JNI中String为什么需要特殊处理

在ndk开发中,c或者c++使用java层传递的字符串通常需要经过GetStringChars、ReleaseStringChars等配套函数对jstring对象进行处理。同样c或者c++向java传递string也需要NewString等配套函数生成jstring对象。在ndk的c代码中使用const char *表示字符串类型,Java层则是通过String,jstring则是两者相互转换的中间产物。为什么需要做一次转换?经过分析,还是两者对字符串的定义和编码格式引起的。

1 NewString函数

使用NewString函数可以将char *类型的字符串转化为jstring,其代码如下。其中调用了dvmCreateStringFromUnicode生成了一个StringObject对象,把调用addLocalReference之后的结果转换为jstring类型。
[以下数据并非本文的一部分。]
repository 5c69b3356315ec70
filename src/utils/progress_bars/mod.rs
pub mod logging;
pub mod progress_config;
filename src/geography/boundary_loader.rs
// src/geography/boundary_loader.rs
//! District boundary acquisition: local cache first, then the public GeoJSON.

use anyhow::{Context, Result};
use log::{debug, info, warn};
use serde_json::Value;
use std::fs;
use std::path::Path;

use super::boundary::DistrictBoundary;
use super::reference::GeographyReference;

pub const NEPAL_DISTRICTS_GEOJSON_URL: &str =
    "https://raw.githubusercontent.com/mesaugat/geoJSON-Nepal/master/nepal-districts.geojson";

/// Loads boundaries once per run. Any failure degrades to an empty list, in
/// which case district resolution falls back to text matching.
pub async fn load_district_boundaries(
    client: &reqwest::Client,
    url: &str,
    cache_path: &Path,
    geo: &GeographyReference,
) -> Vec<DistrictBoundary> {
    if cache_path.exists() {
        match read_cache(cache_path) {
            Ok(boundaries) if !boundaries.is_empty() => {
                info!(
                    "[Geo] 🗺️  Loaded {} district boundaries from cache {}",
                    boundaries.len(),
                    cache_path.display()
                );
                return boundaries;
            }
            Ok(_) => debug!("[Geo] Boundary cache {} is empty, refetching", cache_path.display()),
            Err(e) => warn!("[Geo] ⚠️  Ignoring unreadable boundary cache: {:#}", e),
        }
    }

    let boundaries = match download_boundaries(client, url, geo).await {
        Ok(b) => b,
        Err(e) => {
            warn!("[Geo] ⚠️  Could not load districts: {:#}", e);
            return Vec::new();
        }
    };
    info!("[Geo] 🗺️  Downloaded {} district boundaries", boundaries.len());

    if !boundaries.is_empty() {
        if let Err(e) = write_cache(cache_path, &boundaries) {
            warn!("[Geo] ⚠️  Could not write boundary cache: {:#}", e);
        }
    }
    boundaries
}

async fn download_boundaries(
    client: &reqwest::Client,
    url: &str,
    geo: &GeographyReference,
) -> Result<Vec<DistrictBoundary>> {
    let data: Value = client
        .get(url)
        .send()
        .await
        .context("Failed to request district boundaries")?
        .error_for_status()
        .context("District boundary request returned an error status")?
        .json()
        .await
        .context("Failed to decode district boundary GeoJSON")?;
    Ok(parse_boundary_geojson(&data, geo))
}

/// Extracts one exterior ring per district feature. `MultiPolygon` features
/// contribute the exterior ring of their first polygon. Features whose name
/// does not resolve to a canonical district are dropped.
pub fn parse_boundary_geojson(data: &Value, geo: &GeographyReference) -> Vec<DistrictBoundary> {
    let Some(features) = data.get("features").and_then(Value::as_array) else {
        return Vec::new();
    };

    let mut result = Vec::with_capacity(features.len());
    let mut unknown: Vec<&str> = Vec::new();
    for feature in features {
        let props = feature.get("properties");
        let raw_name = props
            .and_then(|p| p.get("DISTRICT").or_else(|| p.get("district")))
            .and_then(Value::as_str)
            .unwrap_or("")
            .trim();
        if raw_name.is_empty() {
            continue;
        }

        let Some(geometry) = feature.get("geometry") else {
            continue;
        };
        let coords = geometry.get("coordinates");
        let ring_value = match geometry.get("type").and_then(Value::as_str) {
            Some("Polygon") => coords.and_then(|c| c.get(0)),
            Some("MultiPolygon") => coords.and_then(|c| c.get(0)).and_then(|p| p.get(0)),
            _ => None,
        };
        let Some(ring) = ring_value.map(parse_ring).filter(|r| !r.is_empty()) else {
            continue;
        };

        let Some(district) = geo.canonical_district(raw_name) else {
            unknown.push(raw_name);
            continue;
        };
        result.push(DistrictBoundary {
            district: district.to_string(),
            ring,
        });
    }

    if !unknown.is_empty() {
        warn!(
            "[Geo] ⚠️  Dropped {} boundaries with unknown district names: {}",
            unknown.len(),
            unknown.join(", ")
        );
    }
    result
}

fn parse_ring(value: &Value) -> Vec<[f64; 2]> {
    value
        .as_array()
        .map(|vertices| {
            vertices
                .iter()
                .filter_map(|v| {
                    let lon = v.get(0)?.as_f64()?;
                    let lat = v.get(1)?.as_f64()?;
                    Some([lon, lat])
                })
                .collect()
        })
        .unwrap_or_default()
}

pub fn read_cache(path: &Path) -> Result<Vec<DistrictBoundary>> {
    let raw = fs::read_to_string(path)
        .with_context(|| format!("Failed to read boundary cache {}", path.display()))?;
    serde_json::from_str(&raw)
        .with_context(|| format!("Failed to parse boundary cache {}", path.display()))
}

pub fn write_cache(path: &Path, boundaries: &[DistrictBoundary]) -> Result<()> {
    if let Some(parent) = path.parent().filter(|p| !p.as_os_str().is_empty()) {
        fs::create_dir_all(parent)
            .with_context(|| format!("Failed to create cache directory {}", parent.display()))?;
    }
    let json = serde_json::to_string(boundaries).context("Failed to serialize boundaries")?;
    fs::write(path, json)
        .with_context(|| format!("Failed to write boundary cache {}", path.display()))
}

#[cfg(test)]
mod tests {
    use super::*;
    use serde_json::json;

    fn sample_geojson() -> Value {
        json!({
            "type": "FeatureCollection",
            "features": [
                {
                    "properties": { "DISTRICT": "KAVREPALANCHOK" },
                    "geometry": {
                        "type": "Polygon",
                        "coordinates": [[[85.0, 27.0], [86.0, 27.0], [86.0, 28.0], [85.0, 28.0], [85.0, 27.0]]]
                    }
                },
                {
                    "properties": { "district": "kaski" },
                    "geometry": {
                        "type": "MultiPolygon",
                        "coordinates": [
                            [[[83.0, 28.0], [84.0, 28.0], [84.0, 29.0, 1200.0]]],
                            [[[90.0, 90.0], [91.0, 90.0], [91.0, 91.0]]]
                        ]
                    }
                },
                {
                    "properties": { "DISTRICT": "NEW TOWN" },
                    "geometry": {
                        "type": "Polygon",
                        "coordinates": [[[0.0, 0.0], [1.0, 0.0], [1.0, 1.0]]]
                    }
                },
                { "properties": {}, "geometry": { "type": "Polygon", "coordinates": [[[0.0, 0.0]]] } },
                { "properties": { "DISTRICT": "Jumla" }, "geometry": { "type": "Point", "coordinates": [82.0, 29.0] } }
            ]
        })
    }

    #[test]
    fn test_parse_boundary_geojson() {
        let geo = GeographyReference::new();
        let boundaries = parse_boundary_geojson(&sample_geojson(), &geo);
        assert_eq!(boundaries.len(), 2);
        assert_eq!(boundaries[0].district, "Kavrepalanchowk");
        assert_eq!(boundaries[0].ring.len(), 5);
        assert_eq!(boundaries[1].district, "Kaski");
        assert_eq!(boundaries[1].ring, vec![[83.0, 28.0], [84.0, 28.0], [84.0, 29.0]]);
    }

    #[test]
    fn test_unknown_district_names_are_dropped() {
        let geo = GeographyReference::new();
        let data = json!({
            "features": [
                {
                    "properties": { "DISTRICT": "NEW TOWN" },
                    "geometry": { "type": "Polygon", "coordinates": [[[0.0, 0.0], [1.0, 0.0], [1.0, 1.0]]] }
                },
                {
                    "properties": { "DISTRICT": "JUMLA" },
                    "geometry": { "type": "Polygon", "coordinates": [[[82.0, 29.0], [83.0, 29.0], [83.0, 30.0]]] }
                }
            ]
        });
        let boundaries = parse_boundary_geojson(&data, &geo);
        assert_eq!(boundaries.len(), 1);
        assert_eq!(boundaries[0].district, "Jumla");
        for b in &boundaries {
            assert_eq!(geo.canonical_district(&b.district), Some(b.district.as_str()));
        }
    }

    #[test]
    fn test_parse_without_features_is_empty() {
        let geo = GeographyReference::new();
        assert!(parse_boundary_geojson(&json!({"type": "Feature"}), &geo).is_empty());
    }

    #[test]
    fn test_cache_round_trip() {
        let dir = tempfile::tempdir().unwrap();
        let path = dir.path().join("nested").join("nepal_districts_cache.json");
        let boundaries = vec![DistrictBoundary {
            district: "Kathmandu".to_string(),
            ring: vec![[85.2, 27.6], [85.5, 27.6], [85.5, 27.8]],
        }];
        write_cache(&path, &boundaries).unwrap();
        assert_eq!(read_cache(&path).unwrap(), boundaries);
    }

    fn offline_client() -> reqwest::Client {
        reqwest::Client::builder()
            .no_proxy()
            .timeout(std::time::Duration::from_secs(5))
            .build()
            .unwrap()
    }

    #[tokio::test]
    async fn test_load_prefers_cache() {
        let dir = tempfile::tempdir().unwrap();
        let path = dir.path().join("cache.json");
        let boundaries = vec![DistrictBoundary {
            district: "Kaski".to_string(),
            ring: vec![[83.0, 28.0], [84.0, 28.0], [84.0, 29.0]],
        }];
        write_cache(&path, &boundaries).unwrap();

        let client = offline_client();
        let geo = GeographyReference::new();
        // The URL is never contacted when the cache is usable.
        let loaded =
            load_district_boundaries(&client, "http://127.0.0.1:9/unused", &path, &geo).await;
        assert_eq!(loaded, boundaries);
    }

    #[tokio::test]
    async fn test_load_failure_yields_empty_list() {
        let dir = tempfile::tempdir().unwrap();
        let path = dir.path().join("missing.json");
        let client = offline_client();
        let geo = GeographyReference::new();
        let loaded =
            load_district_boundaries(&client, "http://127.0.0.1:9/unreachable", &path, &geo).await;
        assert!(loaded.is_empty());
        assert!(!path.exists());
    }
}
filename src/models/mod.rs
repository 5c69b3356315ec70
pub mod record;
pub mod serde_helpers;
pub mod stats_models;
 static jstring NewString(JNIEnv* env, const jchar* unicodeChars, jsize len) {
    ScopedJniThreadState ts(env);
    StringObject* jstr = dvmCreateStringFromUnicode(unicodeChars, len);
    if (jstr == NULL) {
        return NULL;
    }
    dvmReleaseTrackedAlloc((Object*) jstr, NULL);
    return (jstring) addLocalReference(ts.self(), (Object*) jstr);
}

看看dvmCreateStringFromUnicode中做了什么,通过makeStringObject传入长度和ArrayObject对象指针的指针生成StringObject对象,然后通过memcpy将字符串内容拷贝,计算hash。

StringObject* dvmCreateStringFromUnicode(const u2* unichars, int len)
{
  /* We allow a NULL pointer if the length is zero. */
    assert(len == 0 || unichars != NULL);

    ArrayObject* chars;
    StringObject* newObj = makeStringObject(len, &chars);
    if (newObj == NULL) {
        return NULL;
    }

    if (len > 0) memcpy(chars->contents, unichars, len * sizeof(u2));

    u4 hashCode = computeUtf16Hash((u2*)(void*)chars->contents, len);
    dvmSetFieldInt((Object*)newObj, STRING_FIELDOFF_HASHCODE, hashCode);

    return newObj;
}

在makeStringObject中从dvm上申请了两个对象,分别为Object和ArrayObject。将长度设置到对应的偏移STRING_FIELDOFF_COUNT上,将内容设置到对应的偏移STRING_FIELDOFF_VALUE上。然后返回Object对象。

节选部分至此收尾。